At the core, healthy eating means balancing out the good with the not so good. It doesn’t mean deprivation by cutting out all of something. Deprivation naturally only leads to feeling deprived of it, especially when you don’t replace it with something deeply satisfying.
When Is a Fat Healthy?
The previous thinking was that fats were generally bad for the body and to avoid them at all costs! Therefore, any meal with fat had to be adjusted to get down to lean meats or go vegetarian.
People were told to cook in a healthy way with as little oil as possible too. The reality discovered by journalist and author, Nina Teicholz, was that saturated fat isn’t bad for
you at all.
Her book, The Big Fat Surprise, looked at peer reviewed studies over the years on healthy
diets and fat, and found that the recommendations were based on early, bad science. The
recommendations hadn’t been updated to what is known today.

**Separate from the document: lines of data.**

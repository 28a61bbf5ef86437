//! Resolve-or-default access into untyped JSON.
//!
//! Upstream timeline payloads have no stable schema, so nothing in this
//! crate indexes a [`Value`] directly. Every read goes through a [`Path`]
//! resolved here: a missing key, an out-of-range index, or an intermediate
//! of the wrong type ends the walk with `None`, never a panic.

use serde_json::Value;

/// One step of an access expression.
#[derive(Debug, Clone, Copy, PartialEq, Eq)]
pub enum Step {
    /// Object member lookup.
    Key(&'static str),
    /// Array element lookup.
    Index(usize),
}

/// A chain of steps, usually declared as a constant with [`json_path!`].
pub type Path = &'static [Step];

/// Build a [`Path`] from string keys and `[index]` steps:
/// `json_path!("legacy", "entities", "media", [0], "type")`.
macro_rules! json_path {
    (@step [$idx:expr]) => {
        $crate::accessor::Step::Index($idx)
    };
    (@step $key:literal) => {
        $crate::accessor::Step::Key($key)
    };
    ($($seg:tt),* $(,)?) => {
        &[$($crate::accessor::json_path!(@step $seg)),*]
    };
}
pub(crate) use json_path;

/// Walk `path` from `value`. JSON `null` at the end counts as absent.
pub fn get<'a>(value: &'a Value, path: &[Step]) -> Option<&'a Value> {
    let mut current = value;
    for step in path {
        current = match *step {
            Step::Key(key) => current.as_object()?.get(key)?,
            Step::Index(idx) => current.as_array()?.get(idx)?,
        };
    }
    (!current.is_null()).then_some(current)
}

/// Walk `path` and fall back to `default` if it does not resolve.
pub fn get_or<'a>(value: &'a Value, path: &[Step], default: &'a Value) -> &'a Value {
    get(value, path).unwrap_or(default)
}

pub fn str_at<'a>(value: &'a Value, path: &[Step]) -> Option<&'a str> {
    get(value, path)?.as_str()
}

pub fn array_at<'a>(value: &'a Value, path: &[Step]) -> Option<&'a [Value]> {
    get(value, path)?.as_array().map(Vec::as_slice)
}

/// Like [`array_at`] but yields an empty slice when absent.
pub fn array_or_empty<'a>(value: &'a Value, path: &[Step]) -> &'a [Value] {
    array_at(value, path).unwrap_or(&[])
}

While certainly trans fats are bad for you and best avoided, a certain amount of other fats are needed by the human body; it doesn’t perform at its best when starved of them.
Does the Amount of Fat Matter?
Everything in moderation has always been a good, simple rule to live by. Too many calories or indeed, too much fat is a bad thing for anyone, click here to find out more.
The body needs a reasonable amount of fat which it can get from healthy fats in a normal diet. This type of diet doesn’t have massive restrictions on any one food category that’s difficult for busy people to stick to either.
The low-fat way doesn’t work long-term because the body needs it. Healthier fats like extra virgin olive oil are inherently good for you as long as you don’t overdo it.
Eating healthily requires a good balance of healthy fats, protein and vegetables. Even cheese.
Going to one extreme or another doesn’t work very well. Once the balance is there, focus more on portion control than how fatty a meal is. The results will be better.